What is Diamond Push Up?

The Diamond Push Up is a medium-difficulty bodyweight push exercise performed with hands together in a diamond shape, primarily targeting the triceps while also engaging chest and shoulders. It builds triceps strength, upper-body pressing power, and core stability without equipment for increased arm definition and functional strength.


How to Do Diamond Push Up

  1. Set hand position: Place hands under your chest so thumbs and index fingers touch, forming a diamond. Keep fingers spread for stability and wrists neutral.
  2. Assume plank position: Extend legs and tuck toes, keeping a straight line from head to heels. Engage your core and squeeze glutes to prevent sagging.
  3. Lower with control: Bend elbows close to your sides and lower your chest toward the hands, keeping elbows tucked and shoulders down and back.
  4. Press back up: Press through your palms to extend the arms until elbows nearly lock, keeping the torso rigid and exhaling on the concentric.
  5. Control tempo: Perform slow, controlled reps with a one- to two-second pause at the bottom. Rest 60–90 seconds between sets for recovery.

Muscle Groups

Triceps, Chest, Shoulders, Trapezius, Latissimus, Back


Description

Get in the regular push-up position but with your hands together and back flat. Spread your fingers so that your index fingers and thumbs form a diamond, and extend your arms. This is your start position.
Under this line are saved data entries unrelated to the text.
use anyhow::{Context as _, Result, bail};
use reconcile::store::RestStore;
use reconcile::{Selection, Snapshot, build_tree, export_manifest};

use super::{connect_local, parse_selection};
use crate::Context;
use crate::cli::{ExportArgs, SelectArgs};
use crate::ui;

pub fn run(ctx: &Context, args: ExportArgs) -> Result<()> {
    let store = connect_local()?;
    let selection = resolve_selection(&store, &args.selection)?;
    if selection.is_empty() {
        bail!("Nothing to export");
    }

    log::info!("Exporting {} items from {}", selection.len(), store.base_url());
    let mut manifest = export_manifest(&store, &selection).context("Export failed")?;
    match store.server_info() {
        Ok(info) => manifest.directus_version = info.version,
        Err(e) => log::warn!("Could not read server version: {e}"),
    }

    match args.output {
        Some(path) => {
            manifest
                .save(&path)
                .with_context(|| format!("Could not write {}", path.display()))?;
            if !ctx.quiet {
                ui::success(&format!(
                    "Exported {} to {}",
                    ui::plural(manifest.len(), "item"),
                    path.display()
                ));
            }
        }
        None => println!("{}", serde_json::to_string_pretty(&manifest)?),
    }
    Ok(())
}

/// `--all` selects every item the store holds.
pub fn resolve_selection(store: &RestStore, args: &SelectArgs) -> Result<Selection> {
    if args.all {
        let snapshot = Snapshot::read(store)?;
        return Ok(build_tree(&snapshot).selection());
    }
    parse_selection(&args.select)
}
#[cfg(test)]
mod tests {
    use super::*;
    use serde_json::json;

    #[test]
    fn test_selection_id_parse() {
        let id: SelectionId = "collection:articles".parse().unwrap();
        assert_eq!(id.kind, Kind::Collection);
        assert_eq!(id.identity, "articles");
        assert_eq!(id.to_string(), "collection:articles");

        assert!("articles".parse::<SelectionId>().is_err());
        assert!("widget:x".parse::<SelectionId>().is_err());
        assert!("flow:".parse::<SelectionId>().is_err());
    }

    #[test]
    fn test_selection_identity_keeps_colons() {
        let id: SelectionId = "flow:a:b".parse().unwrap();
        assert_eq!(id.identity, "a:b");
    }

    #[test]
    fn test_selection_ignores_unknown_and_dedups() {
        let selection = Selection::parse([
            "role:r1",
            "nonsense",
            "widget:w",
            "collection:articles",
            "role:r1",
            "role:r2",
        ]);
        assert_eq!(selection.len(), 3);
        assert_eq!(selection.of_kind(Kind::Role), vec!["r1", "r2"]);
        assert_eq!(selection.of_kind(Kind::Collection), vec!["articles"]);
        assert!(selection.of_kind(Kind::Flow).is_empty());
        assert!(selection.contains(Kind::Role, "r2"));
    }

    #[test]
    fn test_kind_orders() {
        assert_eq!(
            Kind::APPLY_ORDER,
            [Kind::Collection, Kind::Role, Kind::Policy, Kind::Flow]
        );
        assert_eq!(Kind::Role.category_name(), "User Roles");
        assert_eq!(Kind::from_prefix("policy"), Some(Kind::Policy));
    }

    #[test]
    fn test_manifest_wire_names() {
        let text = r#"{
            "version": "1.0.0",
            "exportedAt": "2024-05-01T10:00:00.000Z",
            "contents": {
                "collections": [
                    {"collection": "articles", "meta": null, "schema": {"name": "articles"},
                     "fields": [{"field": "id", "type": "integer", "meta": null, "schema": null}]}
                ],
                "flows": [
                    {"id": "f1", "name": "Notify", "icon": "bolt", "color": null, "description": null,
                     "status": "active", "trigger": "event", "accountability": "all", "options": {},
                     "operations": [{"id": "o1", "name": "Log", "key": "log", "type": "log",
                                     "position_x": 19, "position_y": 1, "options": {},
                                     "resolve": null, "reject": null}]}
                ],
                "roles": [],
                "policies": [
                    {"id": "p1", "name": "Editors", "icon": "badge", "description": null,
                     "ip_access": null, "enforce_tfa": false, "admin_access": false, "app_access": true,
                     "permissions": [], "roles": ["r1"]}
                ]
            }
        }"#;
        let manifest = Manifest::from_json(text).unwrap();
        assert_eq!(manifest.len(), 3);
        assert_eq!(manifest.contents.flows[0].operations[0].position_x, 19);
        assert_eq!(manifest.contents.policies[0].roles, vec!["r1"]);

        let out = serde_json::to_value(&manifest).unwrap();
        assert_eq!(out["version"], "1.0.0");
        assert!(out.get("exportedAt").is_some());
        assert_eq!(out["contents"]["collections"][0]["fields"][0]["type"], "integer");
    }

    #[test]
    fn test_manifest_accepts_format_version_alias() {
        let text = r#"{"formatVersion": "1.2.0", "exportedAt": "2024-05-01T10:00:00Z", "contents": {}}"#;
        let manifest = Manifest::from_json(text).unwrap();
        assert_eq!(manifest.format_version, "1.2.0");
        assert!(manifest.is_empty());
    }

    #[test]
    fn test_manifest_rejects_duplicates_and_versions() {
        let mut manifest = Manifest::new();
        let role = RoleItem {
            id: "r1".into(),
            name: "Editor".into(),
            icon: None,
            description: None,
            parent: None,
        };
        manifest.push(ManifestItem::Role(role.clone()));
        assert!(manifest.validate().is_ok());
        manifest.push(ManifestItem::Role(role));
        assert!(manifest.validate().is_err());

        let mut manifest = Manifest::new();
        manifest.format_version = "2.0.0".into();
        assert!(matches!(manifest.validate(), Err(Error::InvalidRequest(_))));
    }

    #[test]
    fn test_manifest_missing_contents_is_invalid() {
        let err = Manifest::from_json(r#"{"version": "1.0.0", "exportedAt": "2024-05-01T10:00:00Z"}"#)
            .unwrap_err();
        assert!(matches!(err, Error::InvalidRequest(_)));
    }

    #[test]
    fn test_manifest_save_and_load() {
        let dir = tempfile::tempdir().unwrap();
        let path = dir.path().join("manifest.json");
        let mut manifest = Manifest::new();
        manifest.push(ManifestItem::Collection(CollectionItem {
            collection: "tags".into(),
            meta: json!({"icon": "label"}),
            schema: json!({"name": "tags"}),
            fields: vec![],
        }));
        manifest.save(&path).unwrap();

        let loaded = Manifest::load(&path).unwrap();
        assert_eq!(loaded, manifest);
    }

    #[test]
    fn test_flow_from_entity_replaces_operation_ids() {
        let raw = json!({
            "id": "f1", "name": "Notify", "status": "active", "trigger": "manual",
            "operation": "o1", "operations": ["o1"], "date_created": "2024-01-01"
        });
        let ops = vec![json!({"id": "o1", "key": "log", "type": "log", "flow": "f1", "resolve": null})];
        let flow = FlowItem::from_entity(raw, ops).unwrap();
        assert_eq!(flow.operations.len(), 1);
        assert_eq!(flow.operations[0].key, "log");
    }

    #[test]
    fn test_policy_from_entity_drops_junction_ids() {
        let raw = json!({"id": "p1", "name": "Editors", "app_access": true,
                         "permissions": [1, 2], "roles": ["access-1"], "users": []});
        let perms = vec![json!({"id": 7, "policy": "p1", "collection": "articles", "action": "read",
                                "fields": ["*"]})];
        let policy = PolicyItem::from_entity(raw, perms, vec!["r1".into()]).unwrap();
        assert!(policy.app_access);
        assert_eq!(policy.permissions[0].fields, Some(vec!["*".to_string()]));
        assert_eq!(policy.roles, vec!["r1"]);
    }

    #[test]
    fn test_manifest_item_label_falls_back_to_id() {
        let item = ManifestItem::Role(RoleItem {
            id: "r9".into(),
            name: String::new(),
            icon: None,
            description: None,
            parent: None,
        });
        assert_eq!(item.label(), "r9");
        assert_eq!(item.selection_id().to_string(), "role:r9");
    }

    #[test]
    fn test_operation_transitions() {
        let op = OperationItem {
            id: "a".into(),
            name: None,
            key: "a".into(),
            operation_type: "log".into(),
            position_x: 0,
            position_y: 0,
            options: Value::Null,
            resolve: Some("b".into()),
            reject: None,
        };
        let transitions: Vec<_> = op.transitions().collect();
        assert_eq!(transitions, vec![("resolve", "b")]);
        let payload = op.unlinked_payload("f1");
        assert!(payload.get("resolve").is_none());
        assert_eq!(payload["flow"], "f1");
    }

    #[test]
    fn test_entity_id_accepts_numbers() {
        let entity = json!({"id": 42, "name": "x"});
        assert_eq!(entity_id(&entity, "id").as_deref(), Some("42"));
        assert_eq!(entity_str(&entity, "name"), Some("x"));
    }
}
Allow your elbows to break, lowering your chest toward the floor while keeping your back flat.

Press back up to full arm extension, repeating for the required number of reps.

Movement Group

Push


Required Equipment

None (bodyweight only)


Frequently Asked Questions

What are the benefits of Diamond Push Ups?

Diamond push ups emphasize triceps development while also working chest, shoulders, and core. They improve elbow control, pressing strength, and upper-body muscle definition using only bodyweight, making them convenient for home workouts.

What are common mistakes when doing Diamond Push Ups?

Common errors include flaring elbows, sagging hips, rounded shoulders, and rushing reps. These reduce effectiveness and risk strain. Keep elbows tucked, core braced, full range of motion, and controlled tempo to avoid injuries.

How can I progress or regress Diamond Push Ups?

To regress, do diamond push ups on your knees or an inclined surface. To progress, add tempo negatives, elevate feet, add weight, or use rings for instability. Increase sets or reps gradually to build strength safely.